» How to complete this task
The required answer is each line in the entries below where "insert" occurs.

» Extracted information
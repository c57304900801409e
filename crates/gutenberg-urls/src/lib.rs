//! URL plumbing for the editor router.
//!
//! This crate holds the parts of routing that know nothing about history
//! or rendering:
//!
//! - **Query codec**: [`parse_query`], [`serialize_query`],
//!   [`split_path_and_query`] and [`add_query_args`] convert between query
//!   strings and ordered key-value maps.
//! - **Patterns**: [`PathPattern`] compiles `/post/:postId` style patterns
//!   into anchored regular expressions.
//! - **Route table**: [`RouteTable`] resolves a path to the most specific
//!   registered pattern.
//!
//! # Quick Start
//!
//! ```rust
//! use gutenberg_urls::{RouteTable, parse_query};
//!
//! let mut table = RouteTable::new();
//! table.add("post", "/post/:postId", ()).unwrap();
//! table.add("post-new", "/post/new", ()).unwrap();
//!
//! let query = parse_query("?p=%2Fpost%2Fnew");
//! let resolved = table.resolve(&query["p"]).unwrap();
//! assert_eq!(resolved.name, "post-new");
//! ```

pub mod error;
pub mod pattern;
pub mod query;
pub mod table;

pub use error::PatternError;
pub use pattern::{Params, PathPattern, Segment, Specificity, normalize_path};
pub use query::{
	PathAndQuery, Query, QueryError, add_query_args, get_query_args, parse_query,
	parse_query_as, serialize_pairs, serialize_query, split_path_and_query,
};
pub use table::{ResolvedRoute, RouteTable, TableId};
--
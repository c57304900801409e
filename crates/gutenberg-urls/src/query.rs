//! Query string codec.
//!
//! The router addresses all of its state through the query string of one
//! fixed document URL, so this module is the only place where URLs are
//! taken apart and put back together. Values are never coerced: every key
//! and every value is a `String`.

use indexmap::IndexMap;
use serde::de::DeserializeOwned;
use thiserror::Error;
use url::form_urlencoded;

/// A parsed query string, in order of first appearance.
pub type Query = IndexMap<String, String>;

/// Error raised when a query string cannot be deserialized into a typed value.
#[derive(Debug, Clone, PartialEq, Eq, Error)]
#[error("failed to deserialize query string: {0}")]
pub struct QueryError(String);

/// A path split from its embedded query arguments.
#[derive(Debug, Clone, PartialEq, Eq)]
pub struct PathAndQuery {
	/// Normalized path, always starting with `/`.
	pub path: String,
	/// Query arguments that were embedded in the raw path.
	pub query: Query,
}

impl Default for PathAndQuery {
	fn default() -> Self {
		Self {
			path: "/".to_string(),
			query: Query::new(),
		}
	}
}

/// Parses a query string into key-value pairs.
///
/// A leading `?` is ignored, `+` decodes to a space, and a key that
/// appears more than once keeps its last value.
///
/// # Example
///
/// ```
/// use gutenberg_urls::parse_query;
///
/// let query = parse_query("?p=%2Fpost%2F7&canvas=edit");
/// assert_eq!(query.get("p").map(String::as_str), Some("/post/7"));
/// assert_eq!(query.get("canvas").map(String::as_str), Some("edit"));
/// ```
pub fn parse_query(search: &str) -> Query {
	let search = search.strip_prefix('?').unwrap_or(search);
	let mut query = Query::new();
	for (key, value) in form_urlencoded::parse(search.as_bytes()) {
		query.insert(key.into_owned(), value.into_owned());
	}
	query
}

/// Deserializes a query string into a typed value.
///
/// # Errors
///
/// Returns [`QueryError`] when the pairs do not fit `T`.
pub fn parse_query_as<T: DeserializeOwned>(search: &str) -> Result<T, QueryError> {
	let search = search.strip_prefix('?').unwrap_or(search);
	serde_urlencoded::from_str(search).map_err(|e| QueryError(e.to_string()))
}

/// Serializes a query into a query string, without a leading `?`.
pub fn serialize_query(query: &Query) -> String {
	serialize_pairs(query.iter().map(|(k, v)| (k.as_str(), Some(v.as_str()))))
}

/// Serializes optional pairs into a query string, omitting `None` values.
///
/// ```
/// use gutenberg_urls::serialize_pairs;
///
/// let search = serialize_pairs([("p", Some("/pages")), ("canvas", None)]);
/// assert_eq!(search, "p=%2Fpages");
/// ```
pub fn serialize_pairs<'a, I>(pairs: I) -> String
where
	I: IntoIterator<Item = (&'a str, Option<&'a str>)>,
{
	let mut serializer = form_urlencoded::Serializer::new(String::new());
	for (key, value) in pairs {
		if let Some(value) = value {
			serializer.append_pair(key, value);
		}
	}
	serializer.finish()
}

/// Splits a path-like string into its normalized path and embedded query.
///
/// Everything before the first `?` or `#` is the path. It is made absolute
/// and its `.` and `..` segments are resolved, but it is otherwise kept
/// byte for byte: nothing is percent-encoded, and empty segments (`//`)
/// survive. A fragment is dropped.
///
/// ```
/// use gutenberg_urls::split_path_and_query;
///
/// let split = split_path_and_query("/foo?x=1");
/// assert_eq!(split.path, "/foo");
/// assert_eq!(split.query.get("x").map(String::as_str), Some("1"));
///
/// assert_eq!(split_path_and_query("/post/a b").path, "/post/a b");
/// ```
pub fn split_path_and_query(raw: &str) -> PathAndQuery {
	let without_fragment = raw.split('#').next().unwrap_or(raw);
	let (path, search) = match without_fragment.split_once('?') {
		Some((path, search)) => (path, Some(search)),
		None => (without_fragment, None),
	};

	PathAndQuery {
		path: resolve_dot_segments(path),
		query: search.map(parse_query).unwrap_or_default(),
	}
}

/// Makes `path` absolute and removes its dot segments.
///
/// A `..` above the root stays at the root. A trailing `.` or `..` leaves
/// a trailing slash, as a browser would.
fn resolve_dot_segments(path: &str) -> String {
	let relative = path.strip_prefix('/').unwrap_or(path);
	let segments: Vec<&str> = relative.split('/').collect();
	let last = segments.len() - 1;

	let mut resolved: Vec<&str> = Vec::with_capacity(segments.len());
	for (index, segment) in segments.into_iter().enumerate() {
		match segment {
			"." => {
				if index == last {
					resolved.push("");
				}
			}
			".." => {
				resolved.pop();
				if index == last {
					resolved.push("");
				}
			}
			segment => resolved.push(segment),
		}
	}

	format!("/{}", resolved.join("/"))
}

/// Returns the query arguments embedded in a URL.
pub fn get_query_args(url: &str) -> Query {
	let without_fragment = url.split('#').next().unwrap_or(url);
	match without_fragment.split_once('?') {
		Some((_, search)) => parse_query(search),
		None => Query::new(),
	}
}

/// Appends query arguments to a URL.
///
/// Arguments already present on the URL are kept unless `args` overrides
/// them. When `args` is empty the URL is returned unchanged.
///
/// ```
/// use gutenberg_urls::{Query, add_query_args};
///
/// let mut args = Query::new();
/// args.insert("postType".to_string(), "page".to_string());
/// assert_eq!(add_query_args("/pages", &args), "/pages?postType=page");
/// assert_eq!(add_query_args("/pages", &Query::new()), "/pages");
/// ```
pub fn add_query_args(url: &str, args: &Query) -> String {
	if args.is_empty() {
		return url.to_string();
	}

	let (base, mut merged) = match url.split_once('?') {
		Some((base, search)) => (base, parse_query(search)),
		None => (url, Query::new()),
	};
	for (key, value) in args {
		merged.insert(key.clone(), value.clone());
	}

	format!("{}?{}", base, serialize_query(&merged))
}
...
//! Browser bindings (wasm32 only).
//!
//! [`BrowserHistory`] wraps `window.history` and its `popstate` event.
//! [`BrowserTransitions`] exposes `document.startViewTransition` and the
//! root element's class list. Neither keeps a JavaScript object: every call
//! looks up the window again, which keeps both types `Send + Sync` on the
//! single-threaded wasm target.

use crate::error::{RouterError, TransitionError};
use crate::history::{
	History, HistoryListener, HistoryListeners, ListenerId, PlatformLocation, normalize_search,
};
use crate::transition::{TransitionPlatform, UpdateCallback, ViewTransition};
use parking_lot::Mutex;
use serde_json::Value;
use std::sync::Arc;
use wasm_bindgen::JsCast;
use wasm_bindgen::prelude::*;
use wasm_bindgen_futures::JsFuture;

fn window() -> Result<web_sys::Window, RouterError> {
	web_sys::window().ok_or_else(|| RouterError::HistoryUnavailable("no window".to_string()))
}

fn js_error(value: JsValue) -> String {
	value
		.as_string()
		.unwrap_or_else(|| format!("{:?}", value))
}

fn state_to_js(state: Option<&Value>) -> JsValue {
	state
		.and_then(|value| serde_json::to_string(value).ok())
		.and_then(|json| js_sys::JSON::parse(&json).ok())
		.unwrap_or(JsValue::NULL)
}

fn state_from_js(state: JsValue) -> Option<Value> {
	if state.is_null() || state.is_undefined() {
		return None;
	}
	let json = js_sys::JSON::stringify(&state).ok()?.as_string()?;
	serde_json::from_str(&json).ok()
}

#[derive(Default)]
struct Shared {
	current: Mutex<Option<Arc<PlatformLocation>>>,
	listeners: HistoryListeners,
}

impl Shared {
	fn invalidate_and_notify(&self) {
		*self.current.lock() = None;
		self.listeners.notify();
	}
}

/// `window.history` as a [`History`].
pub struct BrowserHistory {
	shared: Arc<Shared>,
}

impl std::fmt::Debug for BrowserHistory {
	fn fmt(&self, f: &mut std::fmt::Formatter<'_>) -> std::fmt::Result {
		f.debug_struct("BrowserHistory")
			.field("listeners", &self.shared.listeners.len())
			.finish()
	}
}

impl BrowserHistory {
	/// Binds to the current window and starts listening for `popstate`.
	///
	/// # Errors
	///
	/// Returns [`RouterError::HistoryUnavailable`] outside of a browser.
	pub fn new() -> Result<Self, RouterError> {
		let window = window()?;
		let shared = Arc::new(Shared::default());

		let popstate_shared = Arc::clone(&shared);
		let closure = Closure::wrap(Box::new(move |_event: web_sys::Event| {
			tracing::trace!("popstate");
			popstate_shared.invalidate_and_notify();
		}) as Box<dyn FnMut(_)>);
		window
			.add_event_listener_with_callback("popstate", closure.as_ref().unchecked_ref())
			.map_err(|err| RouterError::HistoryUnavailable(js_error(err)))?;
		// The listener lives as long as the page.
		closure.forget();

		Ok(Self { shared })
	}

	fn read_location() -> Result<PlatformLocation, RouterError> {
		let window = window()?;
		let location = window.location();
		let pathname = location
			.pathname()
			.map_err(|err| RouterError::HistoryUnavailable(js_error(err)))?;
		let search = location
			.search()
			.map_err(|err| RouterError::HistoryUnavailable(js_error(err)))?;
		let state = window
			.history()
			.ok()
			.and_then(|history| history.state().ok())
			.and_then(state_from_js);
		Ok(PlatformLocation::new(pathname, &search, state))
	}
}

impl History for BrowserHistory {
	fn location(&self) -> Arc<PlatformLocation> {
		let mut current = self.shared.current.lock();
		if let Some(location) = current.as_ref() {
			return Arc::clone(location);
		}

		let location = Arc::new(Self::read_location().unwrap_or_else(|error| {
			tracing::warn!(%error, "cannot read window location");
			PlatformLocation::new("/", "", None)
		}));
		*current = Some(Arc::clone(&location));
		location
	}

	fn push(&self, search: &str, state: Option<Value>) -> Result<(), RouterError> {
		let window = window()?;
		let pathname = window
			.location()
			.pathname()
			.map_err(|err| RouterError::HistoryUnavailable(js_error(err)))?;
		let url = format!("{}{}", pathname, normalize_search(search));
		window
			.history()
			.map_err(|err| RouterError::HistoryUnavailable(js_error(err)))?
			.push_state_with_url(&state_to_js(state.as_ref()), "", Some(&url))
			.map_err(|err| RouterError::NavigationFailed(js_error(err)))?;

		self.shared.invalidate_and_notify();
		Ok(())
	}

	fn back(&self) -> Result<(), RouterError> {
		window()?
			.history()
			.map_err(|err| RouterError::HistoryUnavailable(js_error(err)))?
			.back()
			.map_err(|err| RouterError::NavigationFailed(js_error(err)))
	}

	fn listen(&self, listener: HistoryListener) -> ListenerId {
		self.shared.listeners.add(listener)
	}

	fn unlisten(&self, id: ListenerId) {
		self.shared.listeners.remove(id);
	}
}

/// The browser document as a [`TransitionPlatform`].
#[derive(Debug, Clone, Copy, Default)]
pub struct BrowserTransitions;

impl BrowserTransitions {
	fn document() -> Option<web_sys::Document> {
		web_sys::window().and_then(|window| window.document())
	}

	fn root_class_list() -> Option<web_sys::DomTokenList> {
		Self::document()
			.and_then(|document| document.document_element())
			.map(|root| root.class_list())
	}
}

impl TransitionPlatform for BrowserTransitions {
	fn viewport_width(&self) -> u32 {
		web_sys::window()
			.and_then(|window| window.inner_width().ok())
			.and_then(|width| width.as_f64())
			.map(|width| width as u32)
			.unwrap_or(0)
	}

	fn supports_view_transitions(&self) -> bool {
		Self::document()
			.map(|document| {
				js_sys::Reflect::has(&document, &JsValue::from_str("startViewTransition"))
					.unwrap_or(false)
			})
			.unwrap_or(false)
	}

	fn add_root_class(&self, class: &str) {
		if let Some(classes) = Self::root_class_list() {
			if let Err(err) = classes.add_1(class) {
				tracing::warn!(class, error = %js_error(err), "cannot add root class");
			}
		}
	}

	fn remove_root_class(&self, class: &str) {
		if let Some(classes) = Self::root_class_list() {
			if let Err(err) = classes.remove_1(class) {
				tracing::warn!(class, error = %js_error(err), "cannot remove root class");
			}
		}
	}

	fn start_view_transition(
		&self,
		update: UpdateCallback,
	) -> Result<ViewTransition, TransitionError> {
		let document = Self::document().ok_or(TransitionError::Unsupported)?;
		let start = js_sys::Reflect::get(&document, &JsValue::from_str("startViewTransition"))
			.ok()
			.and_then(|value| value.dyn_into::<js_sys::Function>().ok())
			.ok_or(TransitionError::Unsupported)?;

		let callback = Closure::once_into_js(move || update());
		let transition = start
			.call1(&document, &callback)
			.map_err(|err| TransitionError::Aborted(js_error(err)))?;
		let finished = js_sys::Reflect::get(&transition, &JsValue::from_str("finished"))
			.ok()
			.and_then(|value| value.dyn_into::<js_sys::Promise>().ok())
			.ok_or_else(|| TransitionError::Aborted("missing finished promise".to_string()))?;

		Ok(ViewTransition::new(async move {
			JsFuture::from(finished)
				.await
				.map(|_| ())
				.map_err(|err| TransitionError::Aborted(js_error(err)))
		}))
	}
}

» Answer area
		query.insert(key.into_owned(), value.into_owned());
/// args.insert("postType".to_string(), "page".to_string());
		merged.insert(key.clone(), value.clone());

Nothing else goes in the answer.